Food deliveries to isolated northern Gaza have been halted by the World Food Programme (WFP) because of rising chaos across the territory, hiking fears of potential starvation. The United Nations’ children’s agency conducted a study which indicates that one in six children in the region are acutely malnourished.

UN and relief workers said intake of trucks and distribution have been crippled by Israeli failure to ensure convoys’ safety amid its bombardment and ground offensive and by a breakdown in security, with hungry Palestinians frequently overwhelming trucks to take food.

The weakening of the aid operation threatens to deepen misery across the territory, where Israel’s air and ground offensive, launched in response to Hamas’ October 7 attack, has killed over 29,000 Palestinians, obliterated entire neighbourhoods and displaced more than 80 per cent of the population of 2.3 million.

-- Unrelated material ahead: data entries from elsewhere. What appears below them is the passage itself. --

//! Basic types for the duel snake game
//!
//! Directions, grid positions and the relative steering actions a seat
//! can issue.

use anyhow::{bail, Result};

/// Heading of a snake on the grid
#[derive(Debug, Clone, Copy, PartialEq, Eq)]
pub enum Direction {
    /// Towards row 0
    Up,
    /// Towards the last row
    Down,
    /// Towards column 0
    Left,
    /// Towards the last column
    Right,
}

impl Direction {
    /// Convert direction to (dx, dy) delta
    pub fn to_delta(self) -> (i32, i32) {
        match self {
            Direction::Up => (0, -1),
            Direction::Down => (0, 1),
            Direction::Left => (-1, 0),
            Direction::Right => (1, 0),
        }
    }

    /// Heading after a quarter turn counter-clockwise
    pub fn turn_left(self) -> Self {
        match self {
            Direction::Up => Direction::Left,
            Direction::Left => Direction::Down,
            Direction::Down => Direction::Right,
            Direction::Right => Direction::Up,
        }
    }

    /// Heading after a quarter turn clockwise
    pub fn turn_right(self) -> Self {
        match self {
            Direction::Up => Direction::Right,
            Direction::Right => Direction::Down,
            Direction::Down => Direction::Left,
            Direction::Left => Direction::Up,
        }
    }

    /// Apply a steering action
    pub fn steer(self, turn: Turn) -> Self {
        match turn {
            Turn::Left => self.turn_left(),
            Turn::Straight => self,
            Turn::Right => self.turn_right(),
        }
    }
}

/// Steering relative to the current heading
///
/// Relative actions make a reversal into the snake's own neck impossible.
#[derive(Debug, Clone, Copy, PartialEq, Eq)]
pub enum Turn {
    /// Quarter turn counter-clockwise
    Left,
    /// Keep the current heading
    Straight,
    /// Quarter turn clockwise
    Right,
}

impl Turn {
    /// Number of distinct actions per seat
    pub const COUNT: usize = 3;

    /// Create a turn from an action index (0 = left, 1 = straight, 2 = right)
    pub fn from_action(action: i64) -> Result<Self> {
        match action {
            0 => Ok(Turn::Left),
            1 => Ok(Turn::Straight),
            2 => Ok(Turn::Right),
            _ => bail!("action {} is outside 0..{}", action, Self::COUNT),
        }
    }
}

/// Position on the grid
#[derive(Debug, Clone, Copy, PartialEq, Eq, Hash)]
pub struct Position {
    pub x: i32,
    pub y: i32,
}

impl Position {
    /// Create new position
    pub fn new(x: i32, y: i32) -> Self {
        Self { x, y }
    }

    /// Neighbouring position one cell along `direction`
    pub fn step(self, direction: Direction) -> Self {
        let (dx, dy) = direction.to_delta();
        Self::new(self.x + dx, self.y + dy)
    }

    /// Check if position is within bounds
    pub fn in_bounds(self, width: i32, height: i32) -> bool {
        self.x >= 0 && self.x < width && self.y >= 0 && self.y < height
    }

    /// Row-major index into a `width`-wide plane
    pub fn plane_index(self, width: i32) -> usize {
        (self.y * width + self.x) as usize
    }
}
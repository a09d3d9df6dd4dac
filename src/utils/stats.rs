//! Summary statistics for training diagnostics
//!
//! Accumulation happens in `f64` so that long episode windows and large
//! batches do not lose precision.

/// Mean of the values, or `NaN` when there are none
pub fn safe_mean<I>(values: I) -> f64
where
    I: IntoIterator,
    I::Item: Into<f64>,
{
    let (sum, count) = values
        .into_iter()
        .fold((0.0_f64, 0_usize), |(sum, count), v| (sum + v.into(), count + 1));

    if count == 0 {
        f64::NAN
    } else {
        sum / count as f64
    }
}

/// Mean and population standard deviation of `values`
///
/// Returns `(0.0, 0.0)` for an empty slice.
pub fn mean_std(values: &[f32]) -> (f32, f32) {
    if values.is_empty() {
        return (0.0, 0.0);
    }
    let n = values.len() as f64;
    let mean = values.iter().map(|&v| v as f64).sum::<f64>() / n;
    let var = values
        .iter()
        .map(|&v| {
            let d = v as f64 - mean;
            d * d
        })
        .sum::<f64>()
        / n;
    (mean as f32, var.sqrt() as f32)
}

/// Fraction of the variance in `targets` explained by `predictions`
///
/// `1 - Var[targets - predictions] / Var[targets]`: 1 is a perfect fit,
/// 0 is no better than predicting the mean, negative is worse. `NaN` when
/// the targets have zero variance.
pub fn explained_variance(predictions: &[f32], targets: &[f32]) -> f64 {
    assert_eq!(
        predictions.len(),
        targets.len(),
        "predictions and targets must have the same length"
    );

    let (_, target_std) = mean_std(targets);
    let var_y = (target_std as f64).powi(2);
    if var_y == 0.0 {
        return f64::NAN;
    }

    let residuals: Vec<f32> = targets
        .iter()
        .zip(predictions)
        .map(|(&y, &p)| y - p)
        .collect();
    let (_, residual_std) = mean_std(&residuals);

    1.0 - (residual_std as f64).powi(2) / var_y
}
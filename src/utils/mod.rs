//! Utility functions and helpers

pub mod stats;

A UN agency conducted a study which indicates that one in six children in northern Gaza are acutely malnourished. Photo: dpa

Heavy fighting and air strikes have flared in the past two days in areas of northern Gaza that the Israeli military said had been largely cleared of Hamas weeks ago. The military on Tuesday ordered the evacuation of two neighbourhoods on Gaza City’s southern edge, an indication that militants are still putting up stiff resistance.

The north, including Gaza City, has been isolated since Israeli troops first moved into it in late October. Large swathes of the city have been reduced to rubble, but several hundred thousand Palestinians remain largely cut off from aid.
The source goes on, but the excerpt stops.